§ **EXERCISE REQUIREMENTS**:
Whenever the string "Some" turns up in a line of the data below, copy that line.

§ **DATA TO EXAMINE**:
use chrono::{DateTime, Utc};
use serde::{Deserialize, Serialize};
use sqlx::FromRow;
use uuid::Uuid;

/// Free-tier defaults applied on lazy subscription creation and on
/// billing-driven downgrade.
pub const FREE_PLAN: &str = "free";
pub const FREE_AI_CREDITS: i32 = 5;
pub const FREE_PORTFOLIOS: i32 = 1;
pub const FREE_RESUMES: i32 = 1;

pub const STATUS_ACTIVE: &str = "active";
pub const STATUS_TRIALING: &str = "trialing";
pub const STATUS_PAST_DUE: &str = "past_due";
pub const STATUS_CANCELED: &str = "canceled";

/// An account's plan assignment plus live usage counters and billing status.
/// One row per user; mutated by the usage gate, admin grants, and the
/// billing reconciler; never deleted independently of the owning user.
#[derive(Debug, Clone, Serialize, Deserialize, FromRow)]
pub struct SubscriptionRow {
    pub id: Uuid,
    pub user_id: Uuid,
    pub plan: String,
    pub status: String,
    pub ai_credits_used: i32,
    pub ai_credits_limit: i32,
    pub portfolios_used: i32,
    pub portfolios_limit: i32,
    pub resumes_used: i32,
    pub resumes_limit: i32,
    pub trial_ends_at: Option<DateTime<Utc>>,
    pub trial_days_granted: Option<i32>,
    pub stripe_customer_id: Option<String>,
    pub stripe_subscription_id: Option<String>,
    pub created_at: DateTime<Utc>,
    pub updated_at: DateTime<Utc>,
}

impl SubscriptionRow {
    /// True when a trialing subscription's trial window has closed.
    /// Only `trialing` rows expire; a paid `active` row with a stale
    /// `trial_ends_at` left over from an earlier grant is untouched.
    pub fn trial_expired(&self, now: DateTime<Utc>) -> bool {
        matches!(self.trial_ends_at, Some(ends_at) if now > ends_at)
            && self.status == STATUS_TRIALING
    }
}

/// Immutable payment ledger entry, appended by the billing reconciler.
#[derive(Debug, Clone, Serialize, Deserialize, FromRow)]
pub struct TransactionRow {
    pub id: Uuid,
    pub user_id: Uuid,
    pub subscription_id: Uuid,
    pub amount: f64,
    pub currency: String,
    pub status: String,
    pub gateway: String,
    pub gateway_transaction_id: Option<String>,
    pub gateway_invoice_id: Option<String>,
    pub description: Option<String>,
    pub tx_type: String,
    pub created_at: DateTime<Utc>,
}

/// Audit record for an administrator-granted trial override.
#[derive(Debug, Clone, Serialize, Deserialize, FromRow)]
pub struct GiftedAccessRow {
    pub id: Uuid,
    pub user_id: Uuid,
    pub granted_by: Uuid,
    pub plan: String,
    pub days_granted: i32,
    pub expires_at: DateTime<Utc>,
    pub reason: Option<String>,
    pub is_active: bool,
    pub created_at: DateTime<Utc>,
}

#[cfg(test)]
mod tests {
    use super::*;
    use chrono::Duration;

    fn make_sub(status: &str, trial_ends_at: Option<DateTime<Utc>>) -> SubscriptionRow {
        let now = Utc::now();
        SubscriptionRow {
            id: Uuid::new_v4(),
            user_id: Uuid::new_v4(),
            plan: "pro".to_string(),
            status: status.to_string(),
            ai_credits_used: 0,
            ai_credits_limit: 50,
            portfolios_used: 0,
            portfolios_limit: 10,
            resumes_used: 0,
            resumes_limit: 10,
            trial_ends_at,
            trial_days_granted: trial_ends_at.map(|_| 7),
            stripe_customer_id: None,
            stripe_subscription_id: None,
            created_at: now,
            updated_at: now,
        }
    }

    #[test]
    fn test_trialing_past_window_is_expired() {
        let now = Utc::now();
        let sub = make_sub(STATUS_TRIALING, Some(now - Duration::days(1)));
        assert!(sub.trial_expired(now));
    }

    #[test]
    fn test_trialing_within_window_is_not_expired() {
        let now = Utc::now();
        let sub = make_sub(STATUS_TRIALING, Some(now + Duration::days(3)));
        assert!(!sub.trial_expired(now));
    }

    #[test]
    fn test_active_with_stale_trial_timestamp_is_not_expired() {
        let now = Utc::now();
        let sub = make_sub(STATUS_ACTIVE, Some(now - Duration::days(30)));
        assert!(!sub.trial_expired(now));
    }

    #[test]
    fn test_no_trial_timestamp_never_expires() {
        let sub = make_sub(STATUS_TRIALING, None);
        assert!(!sub.trial_expired(Utc::now()));
    }
}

§ **SOLUTION FOR THIS EXERCISE**:
        matches!(self.trial_ends_at, Some(ends_at) if now > ends_at)
        let sub = make_sub(STATUS_TRIALING, Some(now - Duration::days(1)));
        let sub = make_sub(STATUS_TRIALING, Some(now + Duration::days(3)));
        let sub = make_sub(STATUS_ACTIVE, Some(now - Duration::days(30)));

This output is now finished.